Collected data entries
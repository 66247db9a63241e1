use serde::{Deserialize, Serialize};

use crate::error::{ManagerError, ManagerResult};

/// The node's local belief of ledger finality.
#[derive(Clone, Copy, Debug, PartialEq, Eq, Serialize, Deserialize)]
pub struct LedgerView {
    /// Most recent finalized block the node has adopted.
    pub block: u64,
    /// Exclusive upper bound of slot indices assigned as of `block`.
    pub last_kv_index: u64,
}

impl LedgerView {
    /// Move to `next`. The block must be strictly newer.
    pub fn advance(&mut self, next: LedgerView) -> ManagerResult<()> {
        if next.block <= self.block {
            return Err(ManagerError::StaleAdvance {
                current: self.block,
                requested: next.block,
            });
        }
        *self = next;
        Ok(())
    }
}
use std::collections::HashMap;
use std::ops::Range;

use shardsync_types::{Commitment, KvMeta};

/// Expected ledger metadata per slot: the local source of truth for write
/// validation.
///
/// Entries are replaced, never merged. A slot without an entry reads as the
/// all-zero record, which only validates an empty commit to slot 0.
#[derive(Clone, Debug, Default, PartialEq, Eq)]
pub struct MetaCache {
    entries: HashMap<u64, KvMeta>,
}

impl MetaCache {
    pub fn new() -> Self {
        Self::default()
    }

    /// The expected record for `kv_index`, or the zero record.
    pub fn get(&self, kv_index: u64) -> KvMeta {
        self.entries.get(&kv_index).copied().unwrap_or_default()
    }

    pub fn lookup(&self, kv_index: u64) -> Option<&KvMeta> {
        self.entries.get(&kv_index)
    }

    pub fn insert(&mut self, kv_index: u64, meta: KvMeta) {
        self.entries.insert(kv_index, meta);
    }

    pub fn extend<I: IntoIterator<Item = (u64, KvMeta)>>(&mut self, iter: I) {
        self.entries.extend(iter);
    }

    /// Record locally written content so the ledger need not be asked again.
    pub fn record_written(&mut self, kv_index: u64, size: u32, commitment: &Commitment) {
        self.insert(kv_index, KvMeta::new(kv_index, size, commitment));
    }

    /// Mark `range` as assigned no content.
    pub fn insert_empty_range(&mut self, range: Range<u64>) {
        self.entries
            .extend(range.map(|idx| (idx, KvMeta::index_only(idx))));
    }

    pub fn len(&self) -> usize {
        self.entries.len()
    }

    pub fn is_empty(&self) -> bool {
        self.entries.is_empty()
    }
}

#[cfg(test)]
mod tests {
    use super::*;

    #[test]
    fn missing_entry_reads_as_zero_record() {
        let cache = MetaCache::new();
        assert_eq!(cache.get(42), KvMeta::default());
        assert!(cache.lookup(42).is_none());
    }

    #[test]
    fn last_write_wins() {
        let mut cache = MetaCache::new();
        let a = Commitment::digest(b"a");
        let b = Commitment::digest(b"b");
        cache.record_written(3, 1, &a);
        cache.insert(3, KvMeta::new(3, 1, &b));
        assert!(cache.get(3).matches(&b));
        assert_eq!(cache.len(), 1);
    }

    #[test]
    fn empty_range_is_index_only() {
        let mut cache = MetaCache::new();
        cache.insert_empty_range(10..14);
        assert_eq!(cache.len(), 4);
        for idx in 10..14 {
            let meta = cache.get(idx);
            assert_eq!(meta.kv_index(), idx);
            assert!(meta.expects_empty());
        }
        cache.insert_empty_range(20..20);
        assert_eq!(cache.len(), 4);
    }
}
use clap::Parser;
use tracing::Level;

mod cli;
mod commands;

#[tokio::main]
async fn main() -> anyhow::Result<()> {
    let cli = cli::Cli::parse();
    let level = if cli.verbose { Level::DEBUG } else { Level::WARN };
    tracing_subscriber::fmt()
        .with_max_level(level)
        .with_writer(std::io::stderr)
        .init();
    commands::run_command(cli).await
}
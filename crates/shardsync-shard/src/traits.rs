use shardsync_types::{Address, Commitment, EncodingType, ShardParams, SlotMeta};

use crate::error::ShardResult;

/// Physical shard storage engine.
///
/// Implementations are blocking and must be safe to call from several
/// threads at once. Callers serialize writes to the same slot; the engine
/// only has to keep each individual call atomic.
pub trait ShardStore: Send + Sync {
    /// Static geometry of every shard.
    fn params(&self) -> ShardParams;

    /// The storage contract this engine mirrors.
    fn contract_address(&self) -> Address;

    /// Locally stored shards, ascending.
    fn shard_ids(&self) -> Vec<u64>;

    /// Owner of a locally stored shard.
    fn shard_owner(&self, shard: u64) -> Option<Address>;

    /// Encoding used by a locally stored shard.
    fn shard_encoding(&self, shard: u64) -> Option<EncodingType>;

    /// Returns `true` if `kv_index` falls in a locally stored shard.
    fn contains(&self, kv_index: u64) -> bool {
        let shard = self.params().shard_of(kv_index);
        self.shard_ids().contains(&shard)
    }

    /// Encode a raw blob and write it together with `meta`.
    ///
    /// The encoding key is derived from the commitment prefix held by `meta`.
    fn try_write(&self, kv_index: u64, blob: &[u8], meta: SlotMeta) -> ShardResult<bool>;

    /// Encode a raw blob for `kv_index` without writing it.
    fn try_encode(
        &self,
        kv_index: u64,
        blob: &[u8],
        commitment: &Commitment,
    ) -> ShardResult<Option<Vec<u8>>>;

    /// Write an already-encoded blob together with `meta`.
    fn try_write_encoded(&self, kv_index: u64, encoded: &[u8], meta: SlotMeta)
        -> ShardResult<bool>;

    /// Read and decode the first `len` bytes of a slot.
    fn try_read(
        &self,
        kv_index: u64,
        len: usize,
        commitment: &Commitment,
    ) -> ShardResult<Option<Vec<u8>>>;

    /// Read the first `len` encoded bytes of a slot.
    fn try_read_encoded(&self, kv_index: u64, len: usize) -> ShardResult<Option<Vec<u8>>>;

    /// Read the physical metadata of a slot.
    ///
    /// A slot that was never written reports [`SlotMeta::zero`].
    fn try_read_meta(&self, kv_index: u64) -> ShardResult<Option<SlotMeta>>;

    /// Decode an encoded blob with explicit owner and encoding.
    fn decode_kv(
        &self,
        kv_index: u64,
        encoded: &[u8],
        commitment: &Commitment,
        owner: &Address,
        encoding: EncodingType,
    ) -> ShardResult<Vec<u8>>;

    /// Read one 32-byte sample of a shard's encoded data.
    fn read_sample(&self, shard: u64, sample_index: u64) -> ShardResult<[u8; 32]>;

    /// Flush and release the engine. Later calls fail with `Closed`.
    fn close(&self) -> ShardResult<()>;
}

The problem
Would you print exactly, and only, the lines of the data above from the line with "cache.insert(3, KvMeta::new(3, 1, &b));" through the line with "let meta = cache.get(idx);", inclusive?

Result of the task
        cache.insert(3, KvMeta::new(3, 1, &b));
        assert!(cache.get(3).matches(&b));
        assert_eq!(cache.len(), 1);
    }

    #[test]
    fn empty_range_is_index_only() {
        let mut cache = MetaCache::new();
        cache.insert_empty_range(10..14);
        assert_eq!(cache.len(), 4);
        for idx in 10..14 {
            let meta = cache.get(idx);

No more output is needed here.